* **What to work on**: Check every line of the material for the word "Errno". Copy those that have it.

* **Supplied material**:
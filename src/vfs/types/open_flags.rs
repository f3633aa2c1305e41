/*!
 * VFS Open Flags
 * Decoded form of the guest's raw O_* open flags
 */

use crate::core::limits::{O_CLOEXEC, O_NONBLOCK};
use serde::{Deserialize, Serialize};

const O_ACCMODE: i32 = 0o3;
const O_WRONLY: i32 = 0o1;
const O_RDWR: i32 = 0o2;
const O_CREAT: i32 = 0o100;
const O_EXCL: i32 = 0o200;
const O_TRUNC: i32 = 0o1000;
const O_APPEND: i32 = 0o2000;
// ARM uses a different O_DIRECTORY bit than x86
const O_DIRECTORY: i32 = 0o40000;

/// Open flags relevant to path resolution
#[derive(Debug, Clone, Copy, PartialEq, Eq, Hash, Default, Serialize, Deserialize)]
#[serde(default)]
pub struct OpenFlags {
    pub read: bool,
    pub write: bool,
    pub create: bool,
    pub exclusive: bool,
    pub truncate: bool,
    pub append: bool,
    pub directory: bool,
    pub nonblock: bool,
    pub cloexec: bool,
}

impl OpenFlags {
    /// Read-only flags (O_RDONLY)
    #[inline]
    #[must_use]
    pub fn read_only() -> Self {
        Self {
            read: true,
            ..Default::default()
        }
    }

    /// Decode raw guest flags
    #[must_use]
    pub fn from_raw(raw: i32) -> Self {
        let (read, write) = match raw & O_ACCMODE {
            O_WRONLY => (false, true),
            O_RDWR => (true, true),
            _ => (true, false),
        };
        Self {
            read,
            write,
            create: raw & O_CREAT != 0,
            exclusive: raw & O_EXCL != 0,
            truncate: raw & O_TRUNC != 0,
            append: raw & O_APPEND != 0,
            directory: raw & O_DIRECTORY != 0,
            nonblock: raw & O_NONBLOCK != 0,
            cloexec: raw & O_CLOEXEC != 0,
        }
    }
}
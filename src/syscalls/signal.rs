/*!
 * Signal Syscalls
 * Disposition table updates and synchronous signal delivery
 */

use super::context::SyscallContext;
use super::handler::{done, SyscallHandler};
use super::types::{SyscallError, SyscallResult};
use crate::core::types::{Address, Signum, SyscallReturn};
use crate::core::Errno;
use crate::guest::Arch;
use crate::scheduler::{SyscallOutcome, Task};
use crate::signals::{signal_name, HandlerTask, SigAction, SIG_ERR};
use tracing::{debug, info};

impl SyscallHandler {
    /// rt_sigaction(signum, act, oldact, sigsetsize)
    pub(super) fn rt_sigaction(&mut self, ctx: &mut SyscallContext<'_>) -> SyscallResult<SyscallOutcome> {
        let arch = ctx.arch();
        let signum = ctx.int_arg(0);
        let act = ctx.pointer_arg(1);
        let oldact = ctx.pointer_arg(2);
        let action = act
            .map(|addr| SigAction::read(&*ctx.emulator, arch, addr))
            .transpose()?;
        done(self.sigaction(ctx, signum, action, oldact)?)
    }

    /// Swap the disposition of `signum`, reporting the previous one at `oldact`
    ///
    /// Returns 0, or `-EINVAL` for SIGKILL/SIGSTOP, in which case only the
    /// handler word of `oldact` is overwritten with SIG_ERR.
    pub fn sigaction(
        &mut self,
        ctx: &mut SyscallContext<'_>,
        signum: Signum,
        action: Option<SigAction>,
        oldact: Option<Address>,
    ) -> SyscallResult<SyscallReturn> {
        let arch = ctx.arch();
        debug!(signum, ?action, oldact = ?oldact, "sigaction");

        let previous = match self.signals.set(signum, action) {
            Ok(previous) => previous,
            Err(err) => {
                debug!(signum, error = %err, "sigaction rejected");
                if let Some(oldact) = oldact {
                    SigAction::write_handler(&mut *ctx.emulator, arch, oldact, SIG_ERR)?;
                }
                return Ok(Errno::EINVAL.as_neg());
            }
        };

        if let Some(oldact) = oldact {
            match previous {
                None => SigAction::clear(&mut *ctx.emulator, arch, oldact)?,
                Some(previous) => previous.write(&mut *ctx.emulator, arch, oldact)?,
            }
        }
        Ok(0)
    }

    /// kill(pid, sig): only the caller's own process group (pid 0) is modelled
    pub(super) fn kill(&mut self, ctx: &mut SyscallContext<'_>) -> SyscallResult<SyscallOutcome> {
        let pid = ctx.int_arg(0);
        let sig = ctx.int_arg(1);
        debug!(pid, sig, "kill");
        if pid == 0 && sig > 0 {
            if let Some(task) = ctx.task.as_deref_mut() {
                return Ok(self.queue_signal(task, sig));
            }
        }
        Err(SyscallError::unsupported(
            "kill",
            format!("pid={}, sig={}, lr={:#x}", pid, sig, ctx.emulator.lr()),
        ))
    }

    /// tgkill(tgid, tid, sig): delivered to the calling task
    pub(super) fn tgkill(&mut self, ctx: &mut SyscallContext<'_>) -> SyscallResult<SyscallOutcome> {
        let tgid = ctx.int_arg(0);
        let tid = ctx.int_arg(1);
        let sig = ctx.int_arg(2);
        debug!(tgid, tid, sig, "tgkill");
        if sig > 0 {
            if let Some(task) = ctx.task.as_deref_mut() {
                return Ok(self.queue_signal(task, sig));
            }
        }
        Err(SyscallError::unsupported(
            "tgkill",
            format!("tgid={}, tid={}, sig={}, lr={:#x}", tgid, tid, sig, ctx.emulator.lr()),
        ))
    }

    /// Queue `sig` on `task` and yield if a disposition is installed
    fn queue_signal(&self, task: &mut Task, sig: Signum) -> SyscallOutcome {
        match self.signals.get(sig) {
            Some(action) => {
                task.add_signal_task(sig, *action);
                debug!(task = %task, signal = %signal_name(sig), "Signal queued");
                SyscallOutcome::Yield(0)
            }
            None => SyscallOutcome::Completed(0),
        }
    }

    /// Work item for delivering `signum` under the current disposition
    pub fn create_signal_handler_task(&self, signum: Signum, arch: Arch) -> HandlerTask {
        let task = self.signals.handler_task(signum, arch);
        debug!(signal = %signal_name(signum), ?task, "Signal handler task");
        task
    }

    pub(super) fn sigaltstack(&mut self, ctx: &mut SyscallContext<'_>) -> SyscallResult<SyscallOutcome> {
        let ss = ctx.arg(0);
        let old_ss = ctx.arg(1);
        debug!(ss = %format!("{:#x}", ss), old_ss = %format!("{:#x}", old_ss), "sigaltstack");
        done(0)
    }

    /// Never blocks and never consumes a queued signal
    pub(super) fn rt_sigtimedwait(&mut self, ctx: &mut SyscallContext<'_>) -> SyscallResult<SyscallOutcome> {
        let uthese = ctx.arg(0);
        let uinfo = ctx.arg(1);
        let uts = ctx.arg(2);
        let sigsetsize = ctx.arg(3);
        info!(
            uthese = %format!("{:#x}", uthese),
            uinfo = %format!("{:#x}", uinfo),
            uts = %format!("{:#x}", uts),
            sigsetsize,
            task = ?ctx.task_id(),
            "rt_sigtimedwait"
        );
        done(0)
    }
}
/*!
 * Guest Types
 * Architecture selection and guest memory errors
 */

use crate::core::types::Address;
use serde::{Deserialize, Serialize};
use std::fmt;
use thiserror::Error;

/// Guest memory access result
pub type MemoryResult<T> = Result<T, MemoryError>;

/// Guest memory access errors
#[derive(Error, Debug, Clone, PartialEq, Eq, Serialize, Deserialize)]
#[serde(rename_all = "snake_case", tag = "error_type", content = "details")]
pub enum MemoryError {
    #[error("Unmapped guest memory: 0x{addr:x} (+{len})")]
    Unmapped { addr: Address, len: usize },

    #[error("Unterminated string at 0x{addr:x}")]
    UnterminatedString { addr: Address },

    #[error("Invalid UTF-8 string at 0x{addr:x}")]
    InvalidString { addr: Address },
}

/// Guest instruction set, which fixes word size and kernel ABI layouts
#[derive(Debug, Clone, Copy, PartialEq, Eq, Hash, Serialize, Deserialize)]
#[serde(rename_all = "snake_case")]
pub enum Arch {
    /// 32-bit ARM, EABI syscall numbering
    Arm32,
    /// 64-bit ARM, asm-generic syscall numbering
    Arm64,
}

impl Arch {
    /// Size of a guest machine word in bytes
    #[inline]
    #[must_use]
    pub const fn word_size(self) -> usize {
        match self {
            Arch::Arm32 => 4,
            Arch::Arm64 => 8,
        }
    }

    #[inline]
    #[must_use]
    pub const fn is_64bit(self) -> bool {
        matches!(self, Arch::Arm64)
    }

    /// Truncate a value to the guest word width
    #[inline]
    #[must_use]
    pub const fn truncate(self, value: u64) -> u64 {
        match self {
            Arch::Arm32 => value & 0xFFFF_FFFF,
            Arch::Arm64 => value,
        }
    }
}

impl fmt::Display for Arch {
    fn fmt(&self, f: &mut fmt::Formatter<'_>) -> fmt::Result {
        match self {
            Arch::Arm32 => write!(f, "arm32"),
            Arch::Arm64 => write!(f, "arm64"),
        }
    }
}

* **Solution for this exercise**:
use crate::core::Errno;
                return Ok(Errno::EINVAL.as_neg());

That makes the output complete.